Weber and his agent have met with Poile. They know what each other wants. Poile has kept in contact with Shea's agent even meeting with him twice more, however the actual negotiations won't begin until the season ends.
Hopefully it's a tight deadline in late June...
I don't blame Weber for not negotiating during the season. I do believe that Poile could have shown more urgency in re-signing Weber last July and through camp.
If Weber wanted to be here, if the contract demands were within reasonable negotiations, and if Poile wanted to sign him- then it should have been done.
The fact that it didn't is more than a little concerning.
Originally Posted by
We're 4th in the west with games in hand and we've said that we'll do whatever it takes to get the signing done, I don't think it's too big of a problem.
Regular season doesn't mean anything. For elite players, it usually revolves around the potential to win a Stanley Cup. Right now, Weber has no proof that Nashville can do that or will ever be able to do that.
Originally Posted by
No. I also think Weber would go back to the Preds and say, I just got offered this, make it a longer deal for a little less money and I'm yours. I'm expecting something in the range of 8-10 years at about $5.5-6.5 million hitting the cap per season. $7m just doesn't seem to make a lot of sense, especially for only 3 years.

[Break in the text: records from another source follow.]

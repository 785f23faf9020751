use std::path::{Path, PathBuf};

use anyhow::Context;
use tracing::debug;

use crate::Config;

/// Ordered list of config file locations searched from lowest to highest
/// priority.  Later files override earlier ones.
fn config_search_paths() -> Vec<PathBuf> {
    let mut paths = Vec::new();

    // 1. System-wide default
    paths.push(PathBuf::from("/etc/dfagent/config.toml"));

    // 2. XDG / home
    if let Some(home) = dirs::home_dir() {
        paths.push(home.join(".config/dfagent/config.toml"));
    }
    if let Some(cfg) = dirs::config_dir() {
        paths.push(cfg.join("dfagent/config.toml"));
    }

    // 3. Workspace-local
    paths.push(PathBuf::from(".dfagent/config.toml"));
    paths.push(PathBuf::from("dfagent.toml"));

    paths
}

/// Load configuration by merging all discovered TOML files, then the
/// explicit path (e.g. the `--config` CLI flag), then `DFAGENT_*`
/// environment overrides, lowest to highest priority.
pub fn load(extra: Option<&Path>) -> anyhow::Result<Config> {
    let mut merged = toml::Value::Table(toml::map::Map::new());

    for path in config_search_paths() {
        if path.is_file() {
            debug!(path = %path.display(), "loading config layer");
            let text = std::fs::read_to_string(&path)
                .with_context(|| format!("reading {}", path.display()))?;
            let layer: toml::Value = toml::from_str(&text)
                .with_context(|| format!("parsing {}", path.display()))?;
            merge_toml(&mut merged, layer);
        }
    }

    if let Some(p) = extra {
        debug!(path = %p.display(), "loading explicit config");
        let text = std::fs::read_to_string(p)
            .with_context(|| format!("reading {}", p.display()))?;
        let layer: toml::Value = toml::from_str(&text)
            .with_context(|| format!("parsing {}", p.display()))?;
        merge_toml(&mut merged, layer);
    }

    merge_toml(&mut merged, env_layer(std::env::vars()));

    let config: Config = merged.try_into().context("invalid configuration")?;
    Ok(config)
}

/// Highest-priority layer: `DFAGENT_<SECTION>__<FIELD>` environment
/// variables, e.g. `DFAGENT_AGENT__MAX_ITERATIONS=5` sets
/// `[agent] max_iterations`.
fn env_layer(vars: impl Iterator<Item = (String, String)>) -> toml::Value {
    let mut root = toml::map::Map::new();
    for (key, value) in vars {
        let Some(rest) = key.strip_prefix("DFAGENT_") else { continue };
        let Some((section, field)) = rest.split_once("__") else { continue };
        if section.is_empty() || field.is_empty() {
            continue;
        }
        let table = root
            .entry(section.to_lowercase())
            .or_insert_with(|| toml::Value::Table(toml::map::Map::new()));
        if let toml::Value::Table(t) = table {
            t.insert(field.to_lowercase(), env_scalar(&value));
        }
    }
    toml::Value::Table(root)
}

/// Environment values carry no type; coerce the obvious scalars.
fn env_scalar(value: &str) -> toml::Value {
    if let Ok(v) = value.parse::<i64>() {
        return toml::Value::Integer(v);
    }
    if let Ok(v) = value.parse::<f64>() {
        return toml::Value::Float(v);
    }
    if let Ok(v) = value.parse::<bool>() {
        return toml::Value::Boolean(v);
    }
    toml::Value::String(value.to_string())
}

/// Deep-merge `src` into `dst`; src wins on scalar conflicts.
fn merge_toml(dst: &mut toml::Value, src: toml::Value) {
    match (dst, src) {
        (toml::Value::Table(d), toml::Value::Table(s)) => {
            for (k, v) in s {
                let entry = d.entry(k).or_insert(toml::Value::Table(toml::map::Map::new()));
                merge_toml(entry, v);
            }
        }
        (dst, src) => *dst = src,
    }
}

// ─── Unit tests ──────────────────────────────────────────────────────────────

For Nashville, those numbers should be a no-brainer. If that's the ultimate contract, why wasn't signed sometime between July and September?
I've got to go back to what I wrote in last week's Friday Face-Offs:
Willes really hits the nail on the head regarding the reasons too. It’s not obtaining the money to re-sign Shea Weber. It’s not even about obtaining the money necessary to re-sign Ryan Suter and Pekka Rinne. Ryan’s article (as have many other articles from Predators’ bloggers, including myself) does a good job of showing that Nashville can do that without crossing the perceived internal budget of the salary cap midpoint. This all comes down to convincing each of those players, in turn, that they can win consistently and compete for a Stanley Cup while playing in Nashville.
Ownership may continue to claim at every opportunity that their goal is to compete for a Stanley Cup every season. It’s fair to say that everything that they have done to this point has shown every indication of having the wherewithal and determination of seeing that through. If they fail to sign Shea Weber to a long-term contract, however, that tells me and Weber that there are limits to that wherewithal and determination.
Elite players want to have the same chance as every other elite player to compete for the Cup. If you don’t convince one that they will have that opportunity, you will not keep [them] once they reach unrestricted status- no matter how much they love the coach, their teammates, the city, or the fans. That fact has always been in my mind when I’ve made past pushes for that one piece to put Nashville over the hump (Hossa, Semin, and most recently Iginla).
That’s another “reality” for Paul Fenton, David Poile and the owners.
At some point most truly successful businesses have to take a significant risk- many times to break through to "another level".
The Predators have been gaining ground on the business side- attendance, revenues and sponsors. On the hockey side, they've plateaued. They are in a position where taking an increased risk by "cashing in" some of the built up momentum on the business side could help break that glass ceiling on the hockey side. And if the hockey side finally moves forward, it will take the business side even higher.
If Weber's contract isn't a longterm contract, that will be a significant blow to the chances of re-signing Ryan Suter, to the fans of the team, and to their marketing efforts.
I fully believe that money is not the issue (with Weber or Suter).